_What this task involves_
Write out the stretch of lines below that begins at the line with "assert_eq!(session.documents.len(), 1);" and ends at the line with "use tokio::time::MissedTickBehavior;", including both, exactly as given and nothing more.

_Record excerpts_

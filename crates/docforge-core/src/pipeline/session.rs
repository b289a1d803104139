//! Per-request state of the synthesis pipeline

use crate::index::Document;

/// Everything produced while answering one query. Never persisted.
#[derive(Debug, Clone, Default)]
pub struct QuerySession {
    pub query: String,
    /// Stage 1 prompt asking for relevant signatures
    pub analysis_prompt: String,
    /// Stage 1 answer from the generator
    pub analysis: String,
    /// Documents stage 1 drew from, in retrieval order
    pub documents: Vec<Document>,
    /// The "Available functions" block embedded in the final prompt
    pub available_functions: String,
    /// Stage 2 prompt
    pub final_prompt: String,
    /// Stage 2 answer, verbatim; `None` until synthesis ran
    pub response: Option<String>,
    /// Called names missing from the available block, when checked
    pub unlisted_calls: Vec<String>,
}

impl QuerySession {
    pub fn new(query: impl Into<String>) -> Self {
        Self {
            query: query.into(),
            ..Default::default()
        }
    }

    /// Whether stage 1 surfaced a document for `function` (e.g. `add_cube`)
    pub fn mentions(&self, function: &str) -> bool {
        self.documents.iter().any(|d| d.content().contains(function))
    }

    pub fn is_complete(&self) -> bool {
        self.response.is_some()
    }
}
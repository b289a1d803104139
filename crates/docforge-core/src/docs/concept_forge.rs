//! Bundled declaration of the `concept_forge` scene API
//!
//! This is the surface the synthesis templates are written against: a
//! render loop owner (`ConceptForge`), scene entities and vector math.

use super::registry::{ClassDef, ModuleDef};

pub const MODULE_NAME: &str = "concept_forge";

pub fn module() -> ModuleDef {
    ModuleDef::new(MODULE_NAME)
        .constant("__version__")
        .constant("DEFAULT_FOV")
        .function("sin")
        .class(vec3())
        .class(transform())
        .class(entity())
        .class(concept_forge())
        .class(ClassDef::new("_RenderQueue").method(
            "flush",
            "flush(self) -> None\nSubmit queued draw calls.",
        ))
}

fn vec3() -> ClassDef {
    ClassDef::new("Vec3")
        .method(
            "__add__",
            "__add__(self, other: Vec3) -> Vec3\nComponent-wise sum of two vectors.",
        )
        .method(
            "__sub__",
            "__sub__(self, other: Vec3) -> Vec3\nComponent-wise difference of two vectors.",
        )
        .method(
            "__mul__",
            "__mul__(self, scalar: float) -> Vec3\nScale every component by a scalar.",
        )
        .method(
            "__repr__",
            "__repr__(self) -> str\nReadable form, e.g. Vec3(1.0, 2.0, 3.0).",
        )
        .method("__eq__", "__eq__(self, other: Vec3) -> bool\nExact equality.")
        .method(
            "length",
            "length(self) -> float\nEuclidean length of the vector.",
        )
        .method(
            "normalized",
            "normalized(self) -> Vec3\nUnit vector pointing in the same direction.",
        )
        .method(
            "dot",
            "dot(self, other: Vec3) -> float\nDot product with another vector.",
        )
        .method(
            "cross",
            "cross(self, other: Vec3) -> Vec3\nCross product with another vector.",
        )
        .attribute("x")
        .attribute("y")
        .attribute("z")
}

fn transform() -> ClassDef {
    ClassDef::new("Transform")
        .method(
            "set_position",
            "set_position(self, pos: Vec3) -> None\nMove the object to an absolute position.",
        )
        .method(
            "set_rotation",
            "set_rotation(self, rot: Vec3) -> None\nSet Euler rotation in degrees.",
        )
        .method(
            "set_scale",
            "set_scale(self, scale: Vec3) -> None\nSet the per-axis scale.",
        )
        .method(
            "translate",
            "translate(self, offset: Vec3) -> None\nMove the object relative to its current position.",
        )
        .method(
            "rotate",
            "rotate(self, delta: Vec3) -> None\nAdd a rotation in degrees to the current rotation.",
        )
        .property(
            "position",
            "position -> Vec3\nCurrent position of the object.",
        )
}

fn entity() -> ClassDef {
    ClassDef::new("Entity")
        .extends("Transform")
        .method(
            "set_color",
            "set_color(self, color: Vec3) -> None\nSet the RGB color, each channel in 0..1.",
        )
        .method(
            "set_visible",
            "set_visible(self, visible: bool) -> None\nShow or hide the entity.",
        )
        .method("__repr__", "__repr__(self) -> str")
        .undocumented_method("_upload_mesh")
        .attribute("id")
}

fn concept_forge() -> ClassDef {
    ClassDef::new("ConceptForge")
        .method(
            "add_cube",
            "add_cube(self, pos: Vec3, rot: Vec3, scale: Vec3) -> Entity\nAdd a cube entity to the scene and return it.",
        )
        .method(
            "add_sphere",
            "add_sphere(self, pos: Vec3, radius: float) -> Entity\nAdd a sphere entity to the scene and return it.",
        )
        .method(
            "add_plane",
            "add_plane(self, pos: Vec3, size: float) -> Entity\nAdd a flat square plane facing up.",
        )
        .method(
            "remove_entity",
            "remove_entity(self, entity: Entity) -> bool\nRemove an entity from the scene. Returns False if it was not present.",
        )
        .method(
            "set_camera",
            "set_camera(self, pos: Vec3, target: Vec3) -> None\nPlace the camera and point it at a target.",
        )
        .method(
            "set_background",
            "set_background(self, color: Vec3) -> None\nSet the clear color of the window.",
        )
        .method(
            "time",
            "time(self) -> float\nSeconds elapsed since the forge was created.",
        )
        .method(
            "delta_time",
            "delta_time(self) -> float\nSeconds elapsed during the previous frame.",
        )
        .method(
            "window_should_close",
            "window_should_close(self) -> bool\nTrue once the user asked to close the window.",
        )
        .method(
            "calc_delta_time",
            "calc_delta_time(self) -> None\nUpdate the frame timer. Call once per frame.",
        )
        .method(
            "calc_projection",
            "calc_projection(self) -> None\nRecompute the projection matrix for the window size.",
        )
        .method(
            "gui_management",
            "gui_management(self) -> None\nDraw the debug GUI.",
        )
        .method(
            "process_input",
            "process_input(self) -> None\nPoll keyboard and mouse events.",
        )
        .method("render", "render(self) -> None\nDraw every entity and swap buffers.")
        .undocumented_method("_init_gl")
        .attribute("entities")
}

==

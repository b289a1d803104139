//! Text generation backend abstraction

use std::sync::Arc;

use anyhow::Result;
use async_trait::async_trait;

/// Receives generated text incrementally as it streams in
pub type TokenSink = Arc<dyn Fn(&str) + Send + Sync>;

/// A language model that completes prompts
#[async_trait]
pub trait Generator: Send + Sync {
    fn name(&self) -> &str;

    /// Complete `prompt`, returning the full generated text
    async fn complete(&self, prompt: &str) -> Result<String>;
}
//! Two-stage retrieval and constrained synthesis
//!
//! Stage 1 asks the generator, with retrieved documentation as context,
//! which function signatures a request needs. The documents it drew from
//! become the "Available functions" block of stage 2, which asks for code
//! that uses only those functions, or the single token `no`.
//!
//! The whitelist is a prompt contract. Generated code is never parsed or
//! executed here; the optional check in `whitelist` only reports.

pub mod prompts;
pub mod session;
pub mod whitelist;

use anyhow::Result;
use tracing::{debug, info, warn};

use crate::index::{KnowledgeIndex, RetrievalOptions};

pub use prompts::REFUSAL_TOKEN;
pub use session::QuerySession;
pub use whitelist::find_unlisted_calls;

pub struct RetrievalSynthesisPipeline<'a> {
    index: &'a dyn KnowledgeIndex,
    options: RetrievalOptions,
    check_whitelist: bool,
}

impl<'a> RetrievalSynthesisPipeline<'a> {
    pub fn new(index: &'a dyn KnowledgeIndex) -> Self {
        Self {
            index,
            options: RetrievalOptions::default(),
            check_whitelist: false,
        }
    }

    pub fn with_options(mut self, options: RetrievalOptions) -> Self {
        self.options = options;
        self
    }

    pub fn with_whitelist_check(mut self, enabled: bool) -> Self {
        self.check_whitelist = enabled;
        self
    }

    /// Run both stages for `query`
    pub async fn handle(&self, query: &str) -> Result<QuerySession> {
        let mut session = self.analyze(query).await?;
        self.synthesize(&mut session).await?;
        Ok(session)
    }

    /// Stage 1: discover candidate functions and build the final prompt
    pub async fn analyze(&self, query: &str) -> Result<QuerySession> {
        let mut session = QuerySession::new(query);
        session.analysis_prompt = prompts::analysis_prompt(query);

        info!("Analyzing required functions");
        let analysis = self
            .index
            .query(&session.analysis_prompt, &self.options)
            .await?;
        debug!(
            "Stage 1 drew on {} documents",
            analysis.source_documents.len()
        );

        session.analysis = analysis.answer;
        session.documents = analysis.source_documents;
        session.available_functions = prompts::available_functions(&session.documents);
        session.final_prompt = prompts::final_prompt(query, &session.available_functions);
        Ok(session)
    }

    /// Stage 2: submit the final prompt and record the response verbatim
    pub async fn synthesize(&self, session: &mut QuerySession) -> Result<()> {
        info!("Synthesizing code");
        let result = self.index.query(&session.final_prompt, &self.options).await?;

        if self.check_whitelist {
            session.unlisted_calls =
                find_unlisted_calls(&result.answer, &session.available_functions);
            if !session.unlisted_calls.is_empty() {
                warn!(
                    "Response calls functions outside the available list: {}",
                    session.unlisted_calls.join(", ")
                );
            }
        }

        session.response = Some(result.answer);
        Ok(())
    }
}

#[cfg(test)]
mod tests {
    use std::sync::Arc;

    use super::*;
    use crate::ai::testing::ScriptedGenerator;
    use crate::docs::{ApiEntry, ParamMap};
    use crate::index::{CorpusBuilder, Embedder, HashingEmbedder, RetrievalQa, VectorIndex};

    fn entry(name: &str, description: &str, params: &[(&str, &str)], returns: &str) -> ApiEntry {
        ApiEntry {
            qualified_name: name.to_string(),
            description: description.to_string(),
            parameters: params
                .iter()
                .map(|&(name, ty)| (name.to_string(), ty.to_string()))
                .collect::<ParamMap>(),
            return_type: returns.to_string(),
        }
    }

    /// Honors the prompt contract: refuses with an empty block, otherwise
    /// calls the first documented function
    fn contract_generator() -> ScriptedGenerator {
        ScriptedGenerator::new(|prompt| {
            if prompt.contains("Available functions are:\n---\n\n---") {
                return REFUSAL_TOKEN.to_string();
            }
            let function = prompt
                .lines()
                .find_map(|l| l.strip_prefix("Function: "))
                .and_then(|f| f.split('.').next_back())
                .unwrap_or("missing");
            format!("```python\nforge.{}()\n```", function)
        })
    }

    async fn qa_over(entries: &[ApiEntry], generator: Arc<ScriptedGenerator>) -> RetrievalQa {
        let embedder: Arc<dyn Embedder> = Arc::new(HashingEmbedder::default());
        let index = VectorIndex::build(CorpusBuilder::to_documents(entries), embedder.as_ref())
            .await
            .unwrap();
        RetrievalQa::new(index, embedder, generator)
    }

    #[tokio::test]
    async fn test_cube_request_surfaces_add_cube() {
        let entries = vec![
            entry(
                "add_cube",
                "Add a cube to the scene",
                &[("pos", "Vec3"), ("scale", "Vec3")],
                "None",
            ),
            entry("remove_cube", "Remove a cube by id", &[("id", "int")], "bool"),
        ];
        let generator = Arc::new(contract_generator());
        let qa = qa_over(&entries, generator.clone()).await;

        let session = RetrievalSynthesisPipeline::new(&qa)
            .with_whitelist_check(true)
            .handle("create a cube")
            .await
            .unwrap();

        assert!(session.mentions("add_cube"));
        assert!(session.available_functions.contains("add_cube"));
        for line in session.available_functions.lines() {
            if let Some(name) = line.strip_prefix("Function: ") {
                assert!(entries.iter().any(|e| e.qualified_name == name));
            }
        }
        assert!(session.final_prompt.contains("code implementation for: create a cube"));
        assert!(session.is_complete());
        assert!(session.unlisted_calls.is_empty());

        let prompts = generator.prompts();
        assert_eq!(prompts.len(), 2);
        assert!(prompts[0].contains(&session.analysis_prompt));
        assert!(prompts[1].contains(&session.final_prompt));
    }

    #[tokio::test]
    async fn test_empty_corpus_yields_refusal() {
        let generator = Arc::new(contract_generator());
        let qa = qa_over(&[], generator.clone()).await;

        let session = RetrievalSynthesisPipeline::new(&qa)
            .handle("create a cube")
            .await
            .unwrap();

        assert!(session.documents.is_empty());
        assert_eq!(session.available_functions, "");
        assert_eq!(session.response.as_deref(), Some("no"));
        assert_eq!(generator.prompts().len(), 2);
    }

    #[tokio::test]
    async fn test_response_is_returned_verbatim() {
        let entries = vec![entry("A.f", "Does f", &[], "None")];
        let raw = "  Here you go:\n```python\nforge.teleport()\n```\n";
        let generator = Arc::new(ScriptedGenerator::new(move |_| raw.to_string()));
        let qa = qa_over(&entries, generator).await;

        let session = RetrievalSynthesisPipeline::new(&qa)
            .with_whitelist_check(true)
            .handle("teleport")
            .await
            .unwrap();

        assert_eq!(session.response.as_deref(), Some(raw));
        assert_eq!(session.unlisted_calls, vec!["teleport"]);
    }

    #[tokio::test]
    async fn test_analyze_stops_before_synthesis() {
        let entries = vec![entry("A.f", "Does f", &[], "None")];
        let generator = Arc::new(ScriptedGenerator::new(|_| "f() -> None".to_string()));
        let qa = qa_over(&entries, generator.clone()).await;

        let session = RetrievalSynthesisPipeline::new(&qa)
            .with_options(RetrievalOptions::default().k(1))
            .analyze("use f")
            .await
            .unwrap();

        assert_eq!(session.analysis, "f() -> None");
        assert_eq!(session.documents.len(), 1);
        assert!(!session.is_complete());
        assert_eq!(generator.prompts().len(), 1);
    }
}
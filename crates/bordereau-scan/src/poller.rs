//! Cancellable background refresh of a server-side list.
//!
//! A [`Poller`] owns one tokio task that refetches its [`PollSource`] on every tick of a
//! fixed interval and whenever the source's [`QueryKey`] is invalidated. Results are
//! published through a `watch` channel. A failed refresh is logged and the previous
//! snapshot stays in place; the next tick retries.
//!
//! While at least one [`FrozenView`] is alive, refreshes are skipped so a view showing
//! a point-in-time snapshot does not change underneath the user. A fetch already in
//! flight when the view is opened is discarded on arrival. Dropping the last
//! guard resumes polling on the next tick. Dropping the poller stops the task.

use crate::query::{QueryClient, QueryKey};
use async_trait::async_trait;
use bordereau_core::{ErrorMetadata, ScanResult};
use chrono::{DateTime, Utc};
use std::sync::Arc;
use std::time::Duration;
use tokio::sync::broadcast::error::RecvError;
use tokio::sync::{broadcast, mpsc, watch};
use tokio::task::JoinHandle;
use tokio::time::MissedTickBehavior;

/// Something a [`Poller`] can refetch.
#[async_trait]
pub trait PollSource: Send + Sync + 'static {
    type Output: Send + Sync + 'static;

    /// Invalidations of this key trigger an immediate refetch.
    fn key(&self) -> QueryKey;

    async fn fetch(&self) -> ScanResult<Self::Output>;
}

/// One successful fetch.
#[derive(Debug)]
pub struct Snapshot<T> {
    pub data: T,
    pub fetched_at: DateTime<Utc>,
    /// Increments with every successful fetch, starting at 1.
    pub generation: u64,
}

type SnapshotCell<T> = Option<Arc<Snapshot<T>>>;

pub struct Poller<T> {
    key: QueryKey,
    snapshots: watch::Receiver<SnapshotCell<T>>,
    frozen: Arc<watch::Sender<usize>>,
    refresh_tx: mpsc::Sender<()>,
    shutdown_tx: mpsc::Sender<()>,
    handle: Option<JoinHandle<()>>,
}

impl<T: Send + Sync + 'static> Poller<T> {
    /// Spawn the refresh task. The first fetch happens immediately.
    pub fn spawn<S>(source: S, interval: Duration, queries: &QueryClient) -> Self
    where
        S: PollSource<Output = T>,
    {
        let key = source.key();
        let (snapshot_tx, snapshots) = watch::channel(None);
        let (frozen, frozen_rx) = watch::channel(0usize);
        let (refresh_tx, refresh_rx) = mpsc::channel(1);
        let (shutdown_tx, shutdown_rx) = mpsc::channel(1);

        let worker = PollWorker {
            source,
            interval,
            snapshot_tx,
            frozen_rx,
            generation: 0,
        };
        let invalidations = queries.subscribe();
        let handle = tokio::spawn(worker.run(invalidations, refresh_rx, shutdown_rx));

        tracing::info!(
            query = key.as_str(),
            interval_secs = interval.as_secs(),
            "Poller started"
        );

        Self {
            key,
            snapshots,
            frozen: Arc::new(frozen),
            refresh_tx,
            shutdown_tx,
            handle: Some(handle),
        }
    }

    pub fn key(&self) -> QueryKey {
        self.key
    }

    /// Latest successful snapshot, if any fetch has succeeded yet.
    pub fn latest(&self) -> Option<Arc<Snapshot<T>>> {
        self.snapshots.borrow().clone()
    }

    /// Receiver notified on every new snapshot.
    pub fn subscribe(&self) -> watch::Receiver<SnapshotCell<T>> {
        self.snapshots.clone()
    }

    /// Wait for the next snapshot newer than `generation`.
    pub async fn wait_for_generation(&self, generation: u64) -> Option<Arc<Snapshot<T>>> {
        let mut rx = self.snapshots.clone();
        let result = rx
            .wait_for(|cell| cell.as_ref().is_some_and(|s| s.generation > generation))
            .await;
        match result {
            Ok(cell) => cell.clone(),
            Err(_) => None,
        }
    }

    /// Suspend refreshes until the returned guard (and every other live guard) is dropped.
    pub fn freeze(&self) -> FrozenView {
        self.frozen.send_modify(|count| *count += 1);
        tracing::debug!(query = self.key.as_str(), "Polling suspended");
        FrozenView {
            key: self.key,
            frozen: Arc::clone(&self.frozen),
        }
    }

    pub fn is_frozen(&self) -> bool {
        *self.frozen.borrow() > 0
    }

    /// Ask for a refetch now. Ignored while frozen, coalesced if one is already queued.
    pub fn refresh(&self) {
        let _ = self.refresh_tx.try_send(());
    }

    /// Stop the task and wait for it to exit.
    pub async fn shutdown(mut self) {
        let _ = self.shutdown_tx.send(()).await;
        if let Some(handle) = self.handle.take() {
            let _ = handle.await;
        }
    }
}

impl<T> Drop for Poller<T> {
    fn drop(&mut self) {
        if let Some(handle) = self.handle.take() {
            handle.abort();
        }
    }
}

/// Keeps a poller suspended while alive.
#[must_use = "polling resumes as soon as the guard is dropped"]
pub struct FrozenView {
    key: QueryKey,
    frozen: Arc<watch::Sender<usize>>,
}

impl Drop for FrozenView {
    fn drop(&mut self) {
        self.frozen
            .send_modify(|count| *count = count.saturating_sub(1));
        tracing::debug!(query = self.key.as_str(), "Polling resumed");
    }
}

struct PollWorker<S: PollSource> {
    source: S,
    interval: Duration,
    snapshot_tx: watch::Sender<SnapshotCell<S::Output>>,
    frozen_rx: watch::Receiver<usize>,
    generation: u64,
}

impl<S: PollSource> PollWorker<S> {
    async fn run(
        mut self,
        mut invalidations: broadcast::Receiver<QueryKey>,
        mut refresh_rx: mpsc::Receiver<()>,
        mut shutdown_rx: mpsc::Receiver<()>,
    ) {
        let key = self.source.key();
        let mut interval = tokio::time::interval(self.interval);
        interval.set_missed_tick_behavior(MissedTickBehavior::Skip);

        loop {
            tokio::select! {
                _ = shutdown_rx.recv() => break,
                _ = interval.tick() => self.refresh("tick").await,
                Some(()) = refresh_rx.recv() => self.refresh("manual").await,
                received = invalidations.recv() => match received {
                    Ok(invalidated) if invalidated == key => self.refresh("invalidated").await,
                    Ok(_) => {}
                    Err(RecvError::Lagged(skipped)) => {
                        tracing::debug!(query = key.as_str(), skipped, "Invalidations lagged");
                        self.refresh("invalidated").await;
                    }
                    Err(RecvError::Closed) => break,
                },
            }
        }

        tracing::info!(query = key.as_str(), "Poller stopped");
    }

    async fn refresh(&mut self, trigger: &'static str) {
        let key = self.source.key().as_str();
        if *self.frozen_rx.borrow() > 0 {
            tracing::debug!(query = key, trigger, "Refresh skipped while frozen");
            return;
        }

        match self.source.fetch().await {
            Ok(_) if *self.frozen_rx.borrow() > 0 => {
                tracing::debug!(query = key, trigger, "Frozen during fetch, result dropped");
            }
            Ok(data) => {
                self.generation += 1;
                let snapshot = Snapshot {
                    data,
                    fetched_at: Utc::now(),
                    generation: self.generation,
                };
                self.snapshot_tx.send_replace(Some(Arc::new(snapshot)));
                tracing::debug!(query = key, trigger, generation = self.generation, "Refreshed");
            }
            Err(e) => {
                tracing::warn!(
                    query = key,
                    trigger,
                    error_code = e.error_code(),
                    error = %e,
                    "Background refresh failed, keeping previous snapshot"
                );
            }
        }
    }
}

...

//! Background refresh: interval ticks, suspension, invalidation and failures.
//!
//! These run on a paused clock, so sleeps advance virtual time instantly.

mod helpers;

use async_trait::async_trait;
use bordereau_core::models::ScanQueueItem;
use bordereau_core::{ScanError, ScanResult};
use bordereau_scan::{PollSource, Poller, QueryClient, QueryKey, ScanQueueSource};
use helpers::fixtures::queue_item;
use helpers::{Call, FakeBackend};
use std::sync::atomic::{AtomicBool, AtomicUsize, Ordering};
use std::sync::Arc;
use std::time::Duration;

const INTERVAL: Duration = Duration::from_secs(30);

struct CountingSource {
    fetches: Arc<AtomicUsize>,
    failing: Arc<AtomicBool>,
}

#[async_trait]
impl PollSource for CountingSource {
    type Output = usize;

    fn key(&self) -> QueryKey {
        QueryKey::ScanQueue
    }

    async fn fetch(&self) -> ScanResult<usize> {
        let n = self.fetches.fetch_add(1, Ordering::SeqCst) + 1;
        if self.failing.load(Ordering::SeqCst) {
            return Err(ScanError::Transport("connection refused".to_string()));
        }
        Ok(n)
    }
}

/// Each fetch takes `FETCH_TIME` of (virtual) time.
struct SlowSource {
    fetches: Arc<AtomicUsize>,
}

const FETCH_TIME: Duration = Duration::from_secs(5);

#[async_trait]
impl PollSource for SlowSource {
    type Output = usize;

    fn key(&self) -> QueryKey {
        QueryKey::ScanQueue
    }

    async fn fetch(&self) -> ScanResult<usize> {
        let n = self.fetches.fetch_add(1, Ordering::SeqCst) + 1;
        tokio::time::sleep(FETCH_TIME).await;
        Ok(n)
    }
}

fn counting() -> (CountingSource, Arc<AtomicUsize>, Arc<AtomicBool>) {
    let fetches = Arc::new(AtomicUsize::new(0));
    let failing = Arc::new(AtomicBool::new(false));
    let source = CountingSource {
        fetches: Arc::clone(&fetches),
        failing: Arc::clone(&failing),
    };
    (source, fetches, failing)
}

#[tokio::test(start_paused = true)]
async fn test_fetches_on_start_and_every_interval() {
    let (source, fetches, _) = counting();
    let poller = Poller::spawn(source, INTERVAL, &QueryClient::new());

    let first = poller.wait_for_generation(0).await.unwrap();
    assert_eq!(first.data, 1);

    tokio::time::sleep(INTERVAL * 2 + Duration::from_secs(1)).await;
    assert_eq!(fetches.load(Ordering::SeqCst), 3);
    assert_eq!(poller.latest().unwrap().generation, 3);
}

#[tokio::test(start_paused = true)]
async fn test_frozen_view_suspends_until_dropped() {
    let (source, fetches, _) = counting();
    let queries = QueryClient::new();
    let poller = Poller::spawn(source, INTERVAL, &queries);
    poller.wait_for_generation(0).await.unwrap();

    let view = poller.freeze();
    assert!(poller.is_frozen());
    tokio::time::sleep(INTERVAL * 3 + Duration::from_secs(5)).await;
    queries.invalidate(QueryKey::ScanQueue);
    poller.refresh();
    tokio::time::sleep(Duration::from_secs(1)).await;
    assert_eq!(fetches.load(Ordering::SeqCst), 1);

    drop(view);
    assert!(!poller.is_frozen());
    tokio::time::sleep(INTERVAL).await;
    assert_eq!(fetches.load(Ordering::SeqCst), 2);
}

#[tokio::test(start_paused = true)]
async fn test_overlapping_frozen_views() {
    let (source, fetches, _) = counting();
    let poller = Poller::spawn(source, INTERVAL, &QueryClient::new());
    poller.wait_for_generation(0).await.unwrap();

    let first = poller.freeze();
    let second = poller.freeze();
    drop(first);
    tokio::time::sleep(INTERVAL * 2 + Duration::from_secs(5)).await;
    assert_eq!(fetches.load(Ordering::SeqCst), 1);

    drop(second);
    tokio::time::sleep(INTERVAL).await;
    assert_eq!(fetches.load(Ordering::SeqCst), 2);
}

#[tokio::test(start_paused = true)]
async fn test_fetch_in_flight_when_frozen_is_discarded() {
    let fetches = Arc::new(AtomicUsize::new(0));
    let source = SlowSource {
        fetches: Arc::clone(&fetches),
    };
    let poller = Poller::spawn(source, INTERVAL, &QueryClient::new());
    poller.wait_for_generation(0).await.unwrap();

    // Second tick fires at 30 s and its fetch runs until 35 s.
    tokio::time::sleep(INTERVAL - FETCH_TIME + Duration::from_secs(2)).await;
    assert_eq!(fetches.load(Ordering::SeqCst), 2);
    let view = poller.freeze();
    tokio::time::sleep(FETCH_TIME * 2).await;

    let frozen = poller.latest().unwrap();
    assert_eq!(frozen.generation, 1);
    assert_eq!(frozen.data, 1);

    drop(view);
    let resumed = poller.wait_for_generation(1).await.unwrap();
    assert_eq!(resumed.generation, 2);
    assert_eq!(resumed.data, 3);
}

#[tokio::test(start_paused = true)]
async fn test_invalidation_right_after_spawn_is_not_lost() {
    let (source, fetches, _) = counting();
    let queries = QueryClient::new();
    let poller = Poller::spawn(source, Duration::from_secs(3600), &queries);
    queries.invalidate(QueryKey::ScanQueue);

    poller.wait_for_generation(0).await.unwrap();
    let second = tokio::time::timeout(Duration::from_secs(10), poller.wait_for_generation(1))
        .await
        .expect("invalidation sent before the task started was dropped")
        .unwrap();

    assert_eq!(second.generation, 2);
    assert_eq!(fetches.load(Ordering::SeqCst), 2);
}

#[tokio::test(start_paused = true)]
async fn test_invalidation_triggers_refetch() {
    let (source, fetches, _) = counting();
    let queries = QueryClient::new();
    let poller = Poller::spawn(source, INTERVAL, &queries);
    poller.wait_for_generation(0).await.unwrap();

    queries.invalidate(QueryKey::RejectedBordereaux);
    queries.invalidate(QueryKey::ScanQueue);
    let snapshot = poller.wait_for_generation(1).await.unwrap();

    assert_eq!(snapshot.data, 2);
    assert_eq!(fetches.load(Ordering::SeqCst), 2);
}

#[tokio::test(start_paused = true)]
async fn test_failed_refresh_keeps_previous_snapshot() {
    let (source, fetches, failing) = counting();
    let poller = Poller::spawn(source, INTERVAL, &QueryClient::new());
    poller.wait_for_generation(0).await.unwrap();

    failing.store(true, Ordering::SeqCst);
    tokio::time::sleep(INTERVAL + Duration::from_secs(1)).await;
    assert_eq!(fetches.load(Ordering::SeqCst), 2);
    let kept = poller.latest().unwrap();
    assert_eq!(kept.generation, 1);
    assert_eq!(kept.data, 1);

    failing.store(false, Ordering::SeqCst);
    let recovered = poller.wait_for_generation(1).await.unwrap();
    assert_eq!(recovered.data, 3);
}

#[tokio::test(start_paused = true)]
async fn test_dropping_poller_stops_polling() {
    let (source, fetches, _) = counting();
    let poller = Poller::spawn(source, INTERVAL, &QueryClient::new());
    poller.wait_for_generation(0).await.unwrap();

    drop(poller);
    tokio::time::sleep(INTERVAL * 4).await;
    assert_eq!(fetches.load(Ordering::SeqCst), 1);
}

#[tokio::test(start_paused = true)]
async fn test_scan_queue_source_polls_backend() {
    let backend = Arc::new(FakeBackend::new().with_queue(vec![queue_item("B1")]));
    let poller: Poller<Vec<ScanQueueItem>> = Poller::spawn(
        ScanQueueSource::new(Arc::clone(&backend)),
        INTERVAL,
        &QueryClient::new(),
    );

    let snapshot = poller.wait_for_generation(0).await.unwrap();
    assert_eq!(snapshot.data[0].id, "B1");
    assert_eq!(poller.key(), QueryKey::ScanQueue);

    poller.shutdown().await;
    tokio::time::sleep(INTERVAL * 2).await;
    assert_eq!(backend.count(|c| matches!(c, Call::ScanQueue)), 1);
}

_Task response_
        assert_eq!(session.documents.len(), 1);
        assert!(!session.is_complete());
        assert_eq!(generator.prompts().len(), 1);
    }
}
filename crates/bordereau-scan/src/poller.rs
//! Cancellable background refresh of a server-side list.
//!
//! A [`Poller`] owns one tokio task that refetches its [`PollSource`] on every tick of a
//! fixed interval and whenever the source's [`QueryKey`] is invalidated. Results are
//! published through a `watch` channel. A failed refresh is logged and the previous
//! snapshot stays in place; the next tick retries.
//!
//! While at least one [`FrozenView`] is alive, refreshes are skipped so a view showing
//! a point-in-time snapshot does not change underneath the user. A fetch already in
//! flight when the view is opened is discarded on arrival. Dropping the last
//! guard resumes polling on the next tick. Dropping the poller stops the task.

use crate::query::{QueryClient, QueryKey};
use async_trait::async_trait;
use bordereau_core::{ErrorMetadata, ScanResult};
use chrono::{DateTime, Utc};
use std::sync::Arc;
use std::time::Duration;
use tokio::sync::broadcast::error::RecvError;
use tokio::sync::{broadcast, mpsc, watch};
use tokio::task::JoinHandle;
use tokio::time::MissedTickBehavior;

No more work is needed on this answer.